José Adelino Maltez, Tópicos Jurídicos e Políticos, estruturados em Dili, na ilha do nascer do sol, finais de 2008, revistos no exílio procurado da Ribeira do Tejo, começos de 2009

 

Etologia

 

Novas formas de terraquismo, invocadoras do cientificismo geopolítico, foram acirradas mais recentemente pelas teses de certa vulgarização etológica, nomeadamente pelas imaginações literárias com pretensões a ciência que, depois de rebaixarem a política ao reino animal, chegam mesmo a considerá-la como directa emanação de um instinto territorial, conforme as teses de Robert Ardrey .

 

Robert Ardrey  é um dos principais teóricos do etologismo e do elitismo em nome do homem como animal territorial. Critica a ideia igualitária do contrato social de Rousseau, pelo facto deste ter tratado de um contrato social entre anjos decaídos, defendendo, em contraposição, uma aliança de macacos evoluídos.
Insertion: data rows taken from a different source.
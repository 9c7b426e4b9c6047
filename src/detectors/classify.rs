//! Pattern classification of an (MC1, MC2) pair
//!
//! Raw signals are read off the pair and matched against [`RULES`], an
//! ordered table where the first matching rule wins. Anything unmatched is
//! [`PatternType::Neutral`], so every pair gets exactly one label.

use std::collections::BTreeMap;
use std::fmt;
use std::str::FromStr;

use serde::{Deserialize, Serialize};

use super::engulfing::EngulfingFlags;
use crate::{strength::TestStatus, PatternError, PatternResult, PriceBar, PriceBarExt};

// ============================================================
// PATTERN TYPES
// ============================================================

/// The nine pattern labels. The serialized names are a stable contract.
#[derive(Debug, Clone, Copy, PartialEq, Eq, PartialOrd, Ord, Hash, Serialize, Deserialize)]
pub enum PatternType {
    #[serde(rename = "bullish engulfing + upclose")]
    BullishEngulfingUpclose,
    #[serde(rename = "bearish engulfing + downclose")]
    BearishEngulfingDownclose,
    #[serde(rename = "bullish engulfing")]
    BullishEngulfing,
    #[serde(rename = "bearish engulfing")]
    BearishEngulfing,
    #[serde(rename = "bullish + upclose")]
    BullishUpclose,
    #[serde(rename = "bearish + downclose")]
    BearishDownclose,
    #[serde(rename = "upclose")]
    Upclose,
    #[serde(rename = "downclose")]
    Downclose,
    #[serde(rename = "neutral")]
    Neutral,
}

impl PatternType {
    /// All labels in rule priority order, `Neutral` last
    pub const ALL: [PatternType; 9] = [
        PatternType::BullishEngulfingUpclose,
        PatternType::BearishEngulfingDownclose,
        PatternType::BullishEngulfing,
        PatternType::BearishEngulfing,
        PatternType::BullishUpclose,
        PatternType::BearishDownclose,
        PatternType::Upclose,
        PatternType::Downclose,
        PatternType::Neutral,
    ];

    pub fn as_str(self) -> &'static str {
        match self {
            PatternType::BullishEngulfingUpclose => "bullish engulfing + upclose",
            PatternType::BearishEngulfingDownclose => "bearish engulfing + downclose",
            PatternType::BullishEngulfing => "bullish engulfing",
            PatternType::BearishEngulfing => "bearish engulfing",
            PatternType::BullishUpclose => "bullish + upclose",
            PatternType::BearishDownclose => "bearish + downclose",
            PatternType::Upclose => "upclose",
            PatternType::Downclose => "downclose",
            PatternType::Neutral => "neutral",
        }
    }

    #[inline]
    pub fn is_engulfing(self) -> bool {
        matches!(
            self,
            PatternType::BullishEngulfingUpclose
                | PatternType::BearishEngulfingDownclose
                | PatternType::BullishEngulfing
                | PatternType::BearishEngulfing
        )
    }

    /// Range evidence carried by the label.
    ///
    /// Labels with an upclose broke MC1's high, labels with a downclose broke
    /// its low. Engulfing-only and neutral labels carry none.
    pub fn tested_status(self) -> Option<TestStatus> {
        match self {
            PatternType::BullishEngulfingUpclose
            | PatternType::BullishUpclose
            | PatternType::Upclose => Some(TestStatus::TestedHigh),
            PatternType::BearishEngulfingDownclose
            | PatternType::BearishDownclose
            | PatternType::Downclose => Some(TestStatus::TestedLow),
            PatternType::BullishEngulfing | PatternType::BearishEngulfing | PatternType::Neutral => {
                None
            }
        }
    }
}

impl fmt::Display for PatternType {
    fn fmt(&self, f: &mut fmt::Formatter<'_>) -> fmt::Result {
        f.write_str(self.as_str())
    }
}

impl FromStr for PatternType {
    type Err = PatternError;

    fn from_str(s: &str) -> Result<Self, Self::Err> {
        let needle = s.trim();
        PatternType::ALL
            .into_iter()
            .find(|p| p.as_str().eq_ignore_ascii_case(needle))
            .ok_or_else(|| PatternError::UnknownPattern(s.to_string()))
    }
}

// ============================================================
// SIGNALS AND RULES
// ============================================================

/// Raw signals of an (MC1, MC2) pair
#[derive(Debug, Clone, Copy, Default, PartialEq, Eq)]
pub struct Signals {
    pub bullish_engulfing: bool,
    pub bearish_engulfing: bool,
    /// MC2 closed above MC1's high
    pub upclose: bool,
    /// MC2 closed below MC1's low
    pub downclose: bool,
    pub bullish: bool,
    pub bearish: bool,
}

impl Signals {
    pub fn compute<A: PriceBar, B: PriceBar>(mc1: &A, mc2: &B, flags: EngulfingFlags) -> Self {
        Self {
            bullish_engulfing: flags.bullish_engulfing,
            bearish_engulfing: flags.bearish_engulfing,
            upclose: mc2.close() > mc1.high(),
            downclose: mc2.close() < mc1.low(),
            bullish: mc2.is_bullish(),
            bearish: mc2.is_bearish(),
        }
    }

    #[inline]
    pub fn engulfing(&self) -> bool {
        self.bullish_engulfing || self.bearish_engulfing
    }
}

/// One row of the classification table
#[derive(Clone, Copy)]
pub struct Rule {
    pub pattern: PatternType,
    pub matches: fn(&Signals) -> bool,
}

impl fmt::Debug for Rule {
    fn fmt(&self, f: &mut fmt::Formatter<'_>) -> fmt::Result {
        f.debug_struct("Rule").field("pattern", &self.pattern).finish()
    }
}

/// Classification rules in priority order
pub const RULES: &[Rule] = &[
    Rule {
        pattern: PatternType::BullishEngulfingUpclose,
        matches: |s: &Signals| s.bullish_engulfing && s.upclose && s.bullish,
    },
    Rule {
        pattern: PatternType::BearishEngulfingDownclose,
        matches: |s: &Signals| s.bearish_engulfing && s.downclose && s.bearish,
    },
    Rule {
        pattern: PatternType::BullishEngulfing,
        matches: |s: &Signals| s.bullish_engulfing && s.bullish,
    },
    Rule {
        pattern: PatternType::BearishEngulfing,
        matches: |s: &Signals| s.bearish_engulfing && s.bearish,
    },
    Rule {
        pattern: PatternType::BullishUpclose,
        matches: |s: &Signals| s.upclose && !s.engulfing() && s.bullish,
    },
    Rule {
        pattern: PatternType::BearishDownclose,
        matches: |s: &Signals| s.downclose && !s.engulfing() && s.bearish,
    },
    Rule {
        pattern: PatternType::Upclose,
        matches: |s: &Signals| s.upclose && !s.engulfing() && !s.bullish,
    },
    Rule {
        pattern: PatternType::Downclose,
        matches: |s: &Signals| s.downclose && !s.engulfing() && !s.bearish,
    },
];

/// First matching rule, or `Neutral`
pub fn classify_signals(signals: &Signals) -> PatternType {
    RULES
        .iter()
        .find(|rule| (rule.matches)(signals))
        .map_or(PatternType::Neutral, |rule| rule.pattern)
}

/// Classify an (MC1, MC2) pair given its engulfing flags.
pub fn classify<A: PriceBar, B: PriceBar>(mc1: &A, mc2: &B, flags: EngulfingFlags) -> PatternType {
    classify_signals(&Signals::compute(mc1, mc2, flags))
}

/// Human-readable list of the raw signals present.
///
/// ```rust
/// use mcsw::prelude::*;
/// use chrono::Utc;
///
/// let t = Utc::now();
/// let mc1 = RawCandle::new(t, 1.10, 1.12, 1.09, 1.11);
/// let mc2 = RawCandle::new(t, 1.11, 1.14, 1.10, 1.13);
/// assert_eq!(relation(&mc1, &mc2, EngulfingFlags::default()), "upclose ⬆️");
/// ```
pub fn relation<A: PriceBar, B: PriceBar>(mc1: &A, mc2: &B, flags: EngulfingFlags) -> String {
    let signals = Signals::compute(mc1, mc2, flags);
    let mut parts: Vec<&str> = Vec::new();
    if signals.downclose {
        parts.push("downclose ⬇️");
    }
    if signals.upclose {
        parts.push("upclose ⬆️");
    }
    if signals.bullish_engulfing {
        parts.push("bullish engulfing");
    }
    if signals.bearish_engulfing {
        parts.push("bearish engulfing");
    }
    if parts.is_empty() {
        "neutral".to_string()
    } else {
        parts.join(" + ")
    }
}

/// Label -> sorted instrument names, neutral results omitted
pub fn group_by_pattern<'a, I>(results: I) -> BTreeMap<PatternType, Vec<String>>
where
    I: IntoIterator<Item = &'a PatternResult>,
{
    let mut groups: BTreeMap<PatternType, Vec<String>> = BTreeMap::new();
    for result in results {
        if result.pattern_type == PatternType::Neutral {
            continue;
        }
        groups
            .entry(result.pattern_type)
            .or_default()
            .push(result.instrument.clone());
    }
    for names in groups.values_mut() {
        names.sort();
        names.dedup();
    }
    groups
}
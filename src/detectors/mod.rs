//! Merged-candle pattern detection
//!
//! The per-instrument pipeline, leaves first:
//!
//! - **merge**: raw candles -> (MC1, MC2), with calendar-gap fallback
//! - **engulfing**: tolerant body containment gated on candle colors
//! - **classify**: ordered rule table assigning one of nine pattern labels

pub mod helpers;

/// Generate `with_defaults()` -> `Self::default()` for multiple detector types.
macro_rules! impl_with_defaults {
  ($($detector:ty),* $(,)?) => {
    $(impl $detector {
      pub fn with_defaults() -> Self { Self::default() }
    })*
  };
}

pub mod classify;
pub mod engulfing;
pub mod merge;

pub use classify::*;
pub use engulfing::*;
pub use merge::*;
/// Aggregate observations into per-currency evidence.
///
/// Observations with malformed instrument names are logged and skipped.
pub fn aggregate<O, I>(universe: &CurrencyUniverse, observations: I) -> StrengthReport
where
    O: Observation,
    I: IntoIterator<Item = O>,
{
    let report = Ledger::from_observations(universe, observations).report(universe);
    debug!(
        ranked = report.summary.by_strength.len(),
        "Aggregated currency evidence"
    );
    report
}

// ============================================================
// CUMULATIVE ACCUMULATION
// ============================================================

/// Span over which cumulative evidence is carried before resetting
#[derive(Debug, Clone, Copy, Default, PartialEq, Eq, Serialize, Deserialize)]
#[serde(rename_all = "snake_case")]
pub enum AccumulationWindow {
    /// ISO week (Monday to Sunday)
    #[default]
    Week,
    /// Never reset
    Unbounded,
}

impl AccumulationWindow {
    #[inline]
    pub fn same_window(self, a: NaiveDate, b: NaiveDate) -> bool {
        use chrono::Datelike;
        match self {
            AccumulationWindow::Week => a.iso_week() == b.iso_week(),
            AccumulationWindow::Unbounded => true,
        }
    }
}

/// Cumulative report as of one date
#[derive(Debug, Clone, PartialEq, Serialize, Deserialize)]
pub struct DatedReport {
    pub date: NaiveDate,
    pub report: StrengthReport,
}

/// Cumulative reports, one per distinct date, in ascending date order.
///
/// Each date's evidence is its own observations plus everything carried from
/// earlier dates in the same window. Observations sharing a date are combined.
pub fn accumulate<O, V, I>(
    universe: &CurrencyUniverse,
    window: AccumulationWindow,
    days: I,
) -> Vec<DatedReport>
where
    O: Observation,
    V: IntoIterator<Item = O>,
    I: IntoIterator<Item = (NaiveDate, V)>,
{
    let mut by_date: BTreeMap<NaiveDate, Ledger> = BTreeMap::new();
    for (date, observations) in days {
        let delta = Ledger::from_observations(universe, observations);
        let combined = match by_date.get(&date) {
            Some(existing) => existing.union(&delta),
            None => delta,
        };
        by_date.insert(date, combined);
    }

    let mut reports = Vec::with_capacity(by_date.len());
    let mut carried: Option<(NaiveDate, Ledger)> = None;
    for (date, delta) in by_date {
        let ledger = match &carried {
            Some((prev, prev_ledger)) if window.same_window(*prev, date) => prev_ledger.union(&delta),
            Some((prev, _)) => {
                debug!(from = %prev, to = %date, "Accumulation window reset");
                delta
            }
            None => delta,
        };
        reports.push(DatedReport {
            date,
            report: ledger.report(universe),
        });
        carried = Some((date, ledger));
    }
    reports
}

// ============================================================
// TESTS
// ============================================================
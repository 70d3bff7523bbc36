//! Collision detection and combat resolution between entities of one room.
//!
//! Player pairs are tested segment against segment; the first overlapping pair
//! shoves both narwhals apart and, when a head was involved, may turn into a
//! horn attack. Balls are pushed by any living player touching them.

use crate::ball::Ball;
use crate::player::Player;
use narwhal_shared::config::GameTuning;
use narwhal_shared::math::{angle_between, Vec2};
use std::f64::consts::FRAC_PI_4;

const HEAD_RADIUS_FACTOR: f64 = 0.6;
const TAIL_RADIUS_FACTOR: f64 = 0.4;
const SEPARATION_GAIN: f64 = 0.5 * 10.0;
/// Horn tip must land within this fraction of the victim's size.
const HORN_REACH_FACTOR: f64 = 0.6;
const MIN_CONTACT_DISTANCE: f64 = 0.01;
const BALL_CONTACT_FACTOR: f64 = 0.5;

#[derive(Debug, Clone, Copy, PartialEq, Eq)]
pub enum HornOutcome {
    Kill,
    Hit,
    NoEffect,
}

/// Outcome of a horn strike given the attacker's size advantage (dash bonus
/// included).
pub fn horn_outcome(advantage: f64, threshold: f64) -> HornOutcome {
    if advantage > threshold {
        HornOutcome::Kill
    } else if advantage >= -threshold {
        HornOutcome::Hit
    } else {
        HornOutcome::NoEffect
    }
}

#[derive(Debug, Clone, PartialEq)]
pub struct Kill {
    pub victim: u32,
    pub killer: u32,
    /// Where the victim died.
    pub pos: Vec2,
    pub killer_levelled_up: bool,
}

fn collision_radius(player: &Player, index: usize) -> f64 {
    if index == 0 {
        player.size * HEAD_RADIUS_FACTOR
    } else {
        player.size * TAIL_RADIUS_FACTOR
    }
}

/// Resolve every pair of living players. `players` should hold only living
/// players, in a stable order.
pub fn resolve_players(players: &mut [&mut Player], tuning: &GameTuning) -> Vec<Kill> {
    let mut kills = Vec::new();
    for j in 1..players.len() {
        let (left, right) = players.split_at_mut(j);
        let p2 = &mut *right[0];
        for p1 in left.iter_mut() {
            resolve_pair(p1, p2, tuning, &mut kills);
        }
    }
    kills
}

/// At most one contact is resolved per pair and tick.
pub fn resolve_pair(p1: &mut Player, p2: &mut Player, tuning: &GameTuning, kills: &mut Vec<Kill>) {
    if !p1.is_alive || !p2.is_alive {
        return;
    }
    let Some((i, j, normal, overlap)) = first_contact(p1, p2) else {
        return;
    };

    let shove = normal.scale(overlap * SEPARATION_GAIN + tuning.bounce_force);
    p1.vel = p1.vel.add(shove);
    p2.vel = p2.vel.sub(shove);

    if i == 0 {
        kills.extend(horn_attack(p1, p2, tuning));
    }
    if j == 0 {
        kills.extend(horn_attack(p2, p1, tuning));
    }
}

/// First overlapping segment pair as (index in p1, index in p2, unit normal
/// from p2 toward p1, overlap depth).
fn first_contact(p1: &Player, p2: &Player) -> Option<(usize, usize, Vec2, f64)> {
    for (i, s1) in p1.segments.iter().enumerate() {
        let r1 = collision_radius(p1, i);
        for (j, s2) in p2.segments.iter().enumerate() {
            let delta = s1.pos.sub(s2.pos);
            let dist = delta.length();
            let reach = r1 + collision_radius(p2, j);
            if dist < reach && dist > MIN_CONTACT_DISTANCE {
                return Some((i, j, delta.scale(1.0 / dist), reach - dist));
            }
        }
    }
    None
}

/// Evaluate a horn strike of `attacker` on `victim`.
pub fn horn_attack(attacker: &mut Player, victim: &mut Player, tuning: &GameTuning) -> Option<Kill> {
    if victim.invincible_dur > 0.0 || !attacker.is_alive || !victim.is_alive {
        return None;
    }
    if attacker.horn_tip().distance(victim.pos) >= victim.size * HORN_REACH_FACTOR {
        return None;
    }
    let to_victim = victim.pos.sub(attacker.pos).angle();
    if angle_between(to_victim, attacker.angle) >= FRAC_PI_4 {
        return None;
    }

    let bonus = if attacker.is_dashing {
        tuning.dash_attack_bonus
    } else {
        0.0
    };
    match horn_outcome(attacker.size - victim.size + bonus, tuning.horn_threshold) {
        HornOutcome::Kill => {
            let victim_level = victim.level;
            if !victim.die(tuning) {
                return None;
            }
            let killer_levelled_up = attacker.credit_kill(victim_level, tuning);
            Some(Kill {
                victim: victim.id,
                killer: attacker.id,
                pos: victim.pos,
                killer_levelled_up,
            })
        }
        HornOutcome::Hit => {
            victim.apply_hit(attacker.pos, attacker.size, tuning);
            None
        }
        HornOutcome::NoEffect => None,
    }
}

/// Push the ball away from every living player touching it.
pub fn resolve_ball<'a>(ball: &mut Ball, players: impl IntoIterator<Item = &'a Player>) {
    for player in players {
        if !player.is_alive {
            continue;
        }
        let delta = ball.pos.sub(player.pos);
        let dist = delta.length();
        let reach = player.size * BALL_CONTACT_FACTOR + ball.radius;
        if dist >= reach || dist <= 0.0 {
            continue;
        }

        let mut push = player.vel.length() * 0.8 + player.size * 2.0;
        if player.is_dashing {
            push *= 2.0;
        }
        let normal = delta.scale(1.0 / dist);
        ball.apply_force(normal.scale(push));
        ball.pos = ball.pos.add(normal.scale(reach - dist));
    }
}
Do mesmo modo, considera que em vez da utopia da sociedade dos iguais, importaria uma filosofia evolutiva, porque a agressividade é o principal garante da sobrevivência. Aceita uma perspectiva elitista, ao salientar que toda a sociedade tem os seus líderes natos.

 

Estas vulgatas não podem desfocar a obra de Konrad Zachariae Lorenz   (1903-1989) Austríaco, formado em medicina em Viena, foi professor em Viena (1937-1940) e Konigsberg (1940-1942) e Prémio Nobel em 1973. Este fundador da etologia, entendida como a ciência do comportamento animal. Considera que a sociedade humana é uma continuidade das sociedades animais. Em ambas existem animais agressivos, marcados por organizações hierárquicas e onde se distinguem nitidamente os papéis reservados para o masculino e o feminino. Nas sociedades humanas apenas podemos estabelecer medidas para limitarmos a agressividade, para canalizarmos os respectivos excessos, mas não para a eliminar. Do mesmo modo, o igualitarismo e a eliminação da diferença entre homens e mulheres não passariam de sonhos inexequíveis. Considera que o ser humano é um animal agressivo como todos os outros animais. Critica a fórmula de Hobbes, do homo hominis lupus, propondo-se substitui-la pela de homo homini ratus, dado que o homem, se assemelha aos ratos. Ao contrário dos animais normais, como o lobo, eis que o homem, tal como o rato, mata os rivais da mesma espécie. Os restantes animais que apenas matam animais de espécies diferentes, apenas procuram que os da mesma espécie sejam mantidos à distância, visando a conquista de um território alimentar.